Here, the link prediction task is taken as an example to show the evaluation index of knowledge graph representing learning. For a given triplet (h, R,t), we can replace the head entity or tail entity with all entities in the graph to form a set. Then the evaluation task is to obtain the ranking of positive samples after scoring the model. There are three evaluation indexes: Mean Rank (MR), mean Rank (MRR) and Hit@K. The three indicators are evaluated with different emphases. MR is greatly affected by outliers, MRR pays more attention to accuracy, Hit@K pays more attention to recall rate.

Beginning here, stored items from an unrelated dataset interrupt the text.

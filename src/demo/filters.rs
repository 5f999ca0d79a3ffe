//! Demo filters

use crate::error::ServletError;
use crate::servlet::{Filter, FilterChain, HttpRequest, HttpResponse};

pub const POWERED_BY_HEADER: &str = "X-Powered-By";
const POWERED_BY: &str = "servlet_webserver";

/// Session attribute holding the logged-in user name
const USER_ATTRIBUTE: &str = "user";

/// Adds an `X-Powered-By` header, then continues
pub struct PoweredBy;

impl Filter for PoweredBy {
    fn do_filter(
        &self,
        request: &mut HttpRequest,
        response: &mut HttpResponse,
        chain: &mut FilterChain,
    ) -> Result<(), ServletError> {
        response.set_header(POWERED_BY_HEADER, POWERED_BY);
        chain.do_filter(request, response)
    }
}

/// Lets a request through only when its session has a user
///
/// A `login` parameter stores its value as the session user first. Other
/// requests end with 403 and never reach the servlet.
pub struct SecuredArea;

impl Filter for SecuredArea {
    fn do_filter(
        &self,
        request: &mut HttpRequest,
        response: &mut HttpResponse,
        chain: &mut FilterChain,
    ) -> Result<(), ServletError> {
        if let Some(user) = request.parameter("login").map(ToString::to_string) {
            if let Some(session) = request.get_session(true)? {
                session.set_attribute(USER_ATTRIBUTE, user);
            }
        }

        let logged_in = request
            .get_session(false)?
            .is_some_and(|session| session.attribute(USER_ATTRIBUTE).is_some());
        if !logged_in {
            response.set_status(403);
            response.set_content_type("text/html; charset=utf-8");
            response.print("<html><body><h1>403 Forbidden</h1><p>Log in with ?login=name</p></body></html>\n");
            return Ok(());
        }

        chain.do_filter(request, response)
    }
}
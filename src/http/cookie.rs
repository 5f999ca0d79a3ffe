//! Cookie header parsing and `Set-Cookie` formatting

use std::collections::HashMap;

/// A cookie to be sent with a response
#[derive(Debug, Clone, PartialEq, Eq)]
pub struct Cookie {
    pub name: String,
    pub value: String,
    pub path: Option<String>,
    /// Seconds; `Some(0)` removes the cookie on the client
    pub max_age: Option<i64>,
    pub http_only: bool,
}

impl Cookie {
    pub fn new(name: impl Into<String>, value: impl Into<String>) -> Self {
        Self {
            name: name.into(),
            value: value.into(),
            path: None,
            max_age: None,
            http_only: false,
        }
    }

    /// Render as a `Set-Cookie` header value
    pub fn to_header_value(&self) -> String {
        let mut out = format!("{}={}", self.name, self.value);
        if let Some(path) = &self.path {
            out.push_str("; Path=");
            out.push_str(path);
        }
        if let Some(max_age) = self.max_age {
            out.push_str(&format!("; Max-Age={max_age}"));
        }
        if self.http_only {
            out.push_str("; HttpOnly");
        }
        out
    }
}

/// Parse a request `Cookie: a=1; b=2` header
pub fn parse_cookie_header(header: &str) -> HashMap<String, String> {
    header
        .split(';')
        .filter_map(|pair| pair.split_once('='))
        .map(|(name, value)| (name.trim().to_string(), value.trim().trim_matches('"').to_string()))
        .filter(|(name, _)| !name.is_empty())
        .collect()
}

#[cfg(test)]
mod tests {
    use super::*;

    #[test]
    fn test_parse_cookie_header() {
        let cookies = parse_cookie_header("JSESSIONID=abc; theme=\"dark\" ;broken; =x");
        assert_eq!(cookies.len(), 2);
        assert_eq!(cookies.get("JSESSIONID").map(String::as_str), Some("abc"));
        assert_eq!(cookies.get("theme").map(String::as_str), Some("dark"));
    }

    #[test]
    fn test_set_cookie_value() {
        let mut cookie = Cookie::new("JSESSIONID", "abc");
        cookie.path = Some("/".to_string());
        cookie.http_only = true;
        assert_eq!(cookie.to_header_value(), "JSESSIONID=abc; Path=/; HttpOnly");

        cookie.max_age = Some(0);
        assert!(cookie.to_header_value().contains("Max-Age=0"));
    }
}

Key directions: Knowledge representation learning and AutoML

The knowledge graph shows that learning consists of five key modules. First, we need to define a scoring function to model the problem; Then, since the graph only contains positive samples, the design of negative samples is also critical. So once we have positive and negative samples we need to define a loss function; At the same time, in order to avoid model overfitting, we need to design regularization terms; Finally, we optimize the whole model for the loss function and regularization term.

Given a series of triples, we need to score them. There are three types of modeling methods: based on triples, scoring them directly; Based on the path, we need to find the connection path between the head entity and the tail entity, and deduce through a series of paths found. Based on the subgraph, we need to extract the subgraph containing the head and tail entities in the graph, and then deduce according to the information of the subgraph.

The basic approach of negative sampling is that for a given positive sample (h, R,t), we randomly replace the head or tail entity with another entity in the graph, and this new triplet does not exist in the graph.

However, due to the large number of negative sample sets, simple random sampling will lead to poor quality of negative samples. In 2018, the academic circle proposed a method based on adversative neural network to generate high-quality negative samples. However, the problem of this kind of method lies in that we need to train a generation model separately to output negative samples, and since samples are discrete, the learning process of the model needs to be based on reinforcement learning. These two problems will lead to the instability of the whole model learning.

To solve the above problems, we propose a method to store high quality negative samples in cache. In the process of training, the generation, extraction and updating of negative samples are constantly carried out to ensure that the model can obtain high-quality negative samples and greatly improve the training efficiency. Moreover, this method does not require additional training of a sample generation model. The above work was published in ICDE 2019 and VLDB-J 2021.

Models need to balance expressiveness and complexity. In the knowledge graph, as the parameters of embedding are very large, we must consider regularization of the model. The common regularization methods include: limiting the norm of embedding to less than 1; Add a P-norm regularizer; Add dropout for embedding.

The model parameters can be optimized by stochastic gradient descent. The whole algorithm process is shown in the figure above. We first extract positive samples from the graph and obtain negative samples through negative sampling. Then we use the model to get the scoring of the triplet. There are many super parameters in the process of model optimization, such as learning rate, initialization, Batch size, Dimension size, early stop, etc.

Hyperparameter optimization is one of our key research areas. Most hyperparameter optimization algorithms select a set of parameters in the search space in each iteration to evaluate the model effect in the whole knowledge graph, but this algorithm is time-consuming and laborious. At this year’s ACL conference, we presented KGTuner. This is a two-stage hyperparametric search optimization algorithm. In the first stage, we significantly reduce the parameter search space and make the algorithm evaluate the model effect on a sampled subgraph. Through this method, we can explore a large number of high-quality hyperparameter samples in the first stage of the search, and select the top10 hyperparameters with the best model effect as the candidate set of the second stage fine-tune. In the second stage of search optimization, we will increase the batch size and dimension size of samples, evaluate the model effect based on the complete spectrum, and finally determine the optimal hyperparameter.

Here is a brief introduction to automatic machine learning. AutoML wraps the search space and search target as a superlevel optimization problem, so that the whole hyperparametric optimization problem can be transformed into a Bi-level optimization process. Specifically, the search space defines the objects we need to search (such as hyperparameters, model structure, etc.), the training target is located in the inner layer of the optimization problem, and the search target is located in the outer layer of the optimization problem. At the same time, there are some restrictions in the search process.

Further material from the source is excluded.